To name just a few, the administration has scrapped various environmental regulations, pushed to increase oil and gas production, and plans to allow offshore drilling around the majority of the US coast. Renewable energy does not get a mention in Trump’s energy plan – small wonder from a man who has voiced support for “beautiful clean coal” and has described wind turbines as an “environmental and aesthetic disaster”.
It may seem surprising, then, that the country’s wind sector continues to perform well. According to the American Wind Energy Association (AWEA)’s 2017 market report, the US now has over 89GW in installed wind capacity, or enough to power 27 million homes.
“Wind is growing in the United States right now and that is because people overwhelmingly favor clean energy and because wind has become very cost competitive,” says Sarah Bray, a consultant at Clean Line Energy Partners. “It is always great to have political leadership in support of clean energy but I don’t think it is what drives growth. What drives growth is demand, and demand really stems from price.”
Supply and demand
To a large extent, demand is being spurred by corporates, with a number of Fortune 500 companies (along with cities and universities) purchasing their own turbines. In 2017, agreements were executed by GM, Anheuser-Busch, Google and General Mills among others, with 23 contracts signed in total.
On top of that, costs are plummeting, with wind now 67% cheaper than it was in 2009. This may offset the demise of the wind energy production tax credit, which is due to expire in 2020.

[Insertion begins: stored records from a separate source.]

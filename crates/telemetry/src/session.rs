//! Telemetry session model.
//!
//! # State Transitions
//!
//! ```text
//! Disconnected
//!     ↓ (connect)
//! Connecting ──────────┐
//!     ↓ (peer verified) │
//! Authenticated ───────┤
//!     ↓ (stream)        ├──→ Faulted ──→ Connecting
//! Streaming ───────────┘
//!     ↓ (close)
//! Disconnected
//! ```
//!
//! Any state can return to `Disconnected` on shutdown.

use crate::batch::SignedBatch;
use crate::error::{TelemetryError, TelemetryResult};
use async_trait::async_trait;
use rand::RngCore;
use serde::{Deserialize, Serialize};
use std::collections::VecDeque;
use std::fmt;
use tokio::sync::watch;
use vitalguard_core::{ChannelError, TimestampMs};
use vitalguard_crypto::verify_signature;
use vitalguard_identity::{Certificate, ClientCredentials};

const MAX_HISTORY_SIZE: usize = 100;
const HELLO_DOMAIN: &[u8] = b"vitalguard-session-v1";

#[derive(Debug, Clone, Copy, PartialEq, Eq, Hash, Serialize, Deserialize)]
pub enum SessionState {
    Disconnected,
    Connecting,
    Authenticated,
    Streaming,
    Faulted,
}

impl SessionState {
    pub fn can_transition_to(&self, next: SessionState) -> bool {
        use SessionState::*;
        matches!(
            (self, next),
            (Disconnected, Connecting)
                | (Connecting, Authenticated)
                | (Connecting, Faulted)
                | (Authenticated, Streaming)
                | (Authenticated, Faulted)
                | (Streaming, Faulted)
                | (Faulted, Connecting)
                | (_, Disconnected)
        ) && *self != next
    }
}

impl fmt::Display for SessionState {
    fn fmt(&self, f: &mut fmt::Formatter<'_>) -> fmt::Result {
        let s = match self {
            SessionState::Disconnected => "Disconnected",
            SessionState::Connecting => "Connecting",
            SessionState::Authenticated => "Authenticated",
            SessionState::Streaming => "Streaming",
            SessionState::Faulted => "Faulted",
        };
        f.write_str(s)
    }
}

/// Record of a session state change.
#[derive(Debug, Clone, Serialize, Deserialize)]
pub struct SessionTransition {
    pub from: SessionState,
    pub to: SessionState,
    pub at_ms: TimestampMs,
    pub reason: Option<String>,
}

/// Current session state with bounded history, published on a watch channel.
pub struct SessionStateMachine {
    current: SessionState,
    history: VecDeque<SessionTransition>,
    publisher: watch::Sender<SessionState>,
}

impl SessionStateMachine {
    pub fn new() -> Self {
        let (publisher, _) = watch::channel(SessionState::Disconnected);
        Self {
            current: SessionState::Disconnected,
            history: VecDeque::with_capacity(MAX_HISTORY_SIZE),
            publisher,
        }
    }

    pub fn current(&self) -> SessionState {
        self.current
    }

    pub fn history(&self) -> &VecDeque<SessionTransition> {
        &self.history
    }

    pub fn subscribe(&self) -> watch::Receiver<SessionState> {
        self.publisher.subscribe()
    }

    pub fn transition(
        &mut self,
        to: SessionState,
        at_ms: TimestampMs,
        reason: Option<String>,
    ) -> TelemetryResult<SessionTransition> {
        if !self.current.can_transition_to(to) {
            return Err(TelemetryError::InvalidTransition {
                from: self.current,
                to,
            });
        }

        let transition = SessionTransition {
            from: self.current,
            to,
            at_ms,
            reason,
        };
        if self.history.len() >= MAX_HISTORY_SIZE {
            self.history.pop_front();
        }
        self.history.push_back(transition.clone());
        self.current = to;
        self.publisher.send_replace(to);
        Ok(transition)
    }
}

impl Default for SessionStateMachine {
    fn default() -> Self {
        Self::new()
    }
}

/// Structured server-side refusal of a batch.
#[derive(Debug, Clone, Copy, PartialEq, Eq, Serialize, Deserialize)]
pub enum Rejection {
    AuthExpired,
    Malformed,
    RateLimited,
}

impl fmt::Display for Rejection {
    fn fmt(&self, f: &mut fmt::Formatter<'_>) -> fmt::Result {
        let s = match self {
            Rejection::AuthExpired => "AuthExpired",
            Rejection::Malformed => "Malformed",
            Rejection::RateLimited => "RateLimited",
        };
        f.write_str(s)
    }
}

#[derive(Debug, Clone, PartialEq, Eq, Serialize, Deserialize)]
pub enum BatchResponse {
    Ack { batch_id: String },
    Rejected {
        batch_id: String,
        reason: Rejection,
        detail: String,
    },
}

impl BatchResponse {
    pub fn batch_id(&self) -> &str {
        match self {
            BatchResponse::Ack { batch_id } | BatchResponse::Rejected { batch_id, .. } => batch_id,
        }
    }
}

/// Client half of the mutual authentication handshake.
#[derive(Debug, Clone, PartialEq, Eq, Serialize, Deserialize)]
pub struct ClientHello {
    pub certificate: Certificate,
    /// Hex-encoded random challenge
    pub nonce: String,
    pub timestamp_ms: TimestampMs,
    pub signature: Vec<u8>,
}

fn hello_message(cert_id: &str, nonce: &str, timestamp_ms: TimestampMs) -> Vec<u8> {
    let mut message = Vec::with_capacity(HELLO_DOMAIN.len() + cert_id.len() + nonce.len() + 8);
    message.extend_from_slice(HELLO_DOMAIN);
    message.extend_from_slice(cert_id.as_bytes());
    message.extend_from_slice(nonce.as_bytes());
    message.extend_from_slice(&timestamp_ms.to_le_bytes());
    message
}

impl ClientHello {
    pub fn new(credentials: &ClientCredentials, timestamp_ms: TimestampMs) -> Self {
        let mut nonce = [0u8; 16];
        rand::rngs::OsRng.fill_bytes(&mut nonce);
        let nonce = hex::encode(nonce);
        let signature = credentials
            .key_pair
            .sign(&hello_message(&credentials.certificate.id, &nonce, timestamp_ms))
            .to_vec();
        Self {
            certificate: credentials.certificate.clone(),
            nonce,
            timestamp_ms,
            signature,
        }
    }

    /// Proof that the sender holds the certificate's private key.
    pub fn verify_possession(&self) -> TelemetryResult<()> {
        verify_signature(
            &self.certificate.public_key,
            &hello_message(&self.certificate.id, &self.nonce, self.timestamp_ms),
            &self.signature,
        )?;
        Ok(())
    }
}

/// Opens authenticated sessions to the telemetry server.
#[async_trait]
pub trait TelemetryChannel: Send + Sync {
    async fn connect(&self, hello: ClientHello) -> Result<Box<dyn TelemetrySession>, ChannelError>;
}

/// One open session. Responses may arrive out of order relative to sends.
#[async_trait]
pub trait TelemetrySession: Send {
    /// Certificate the server presented during the handshake.
    fn peer_certificate(&self) -> &Certificate;

    async fn send(&mut self, batch: &SignedBatch) -> Result<(), ChannelError>;

    async fn next_response(&mut self) -> Result<BatchResponse, ChannelError>;

    async fn close(&mut self);
}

There are also tentative signs that Trump could be changing his tune on wind. In October 2017, the US signed a deal with Denmark to expand cooperation on offshore wind power, and in December the energy secretary Rick Perry announced $18.5 million in support for R&D.
It’s an encouraging state of affairs for a country with so much unrealised potential. According to the US Department of Energy Wind Vision report, the proportion of wind in the energy mix could grow from 6% currently to 20% by 2030. Incredibly, the country’s second fastest growing job (just behind ‘solar photovoltaic installer’) is ‘wind turbine technician’, with more than 100,000 people now employed by the US wind sector.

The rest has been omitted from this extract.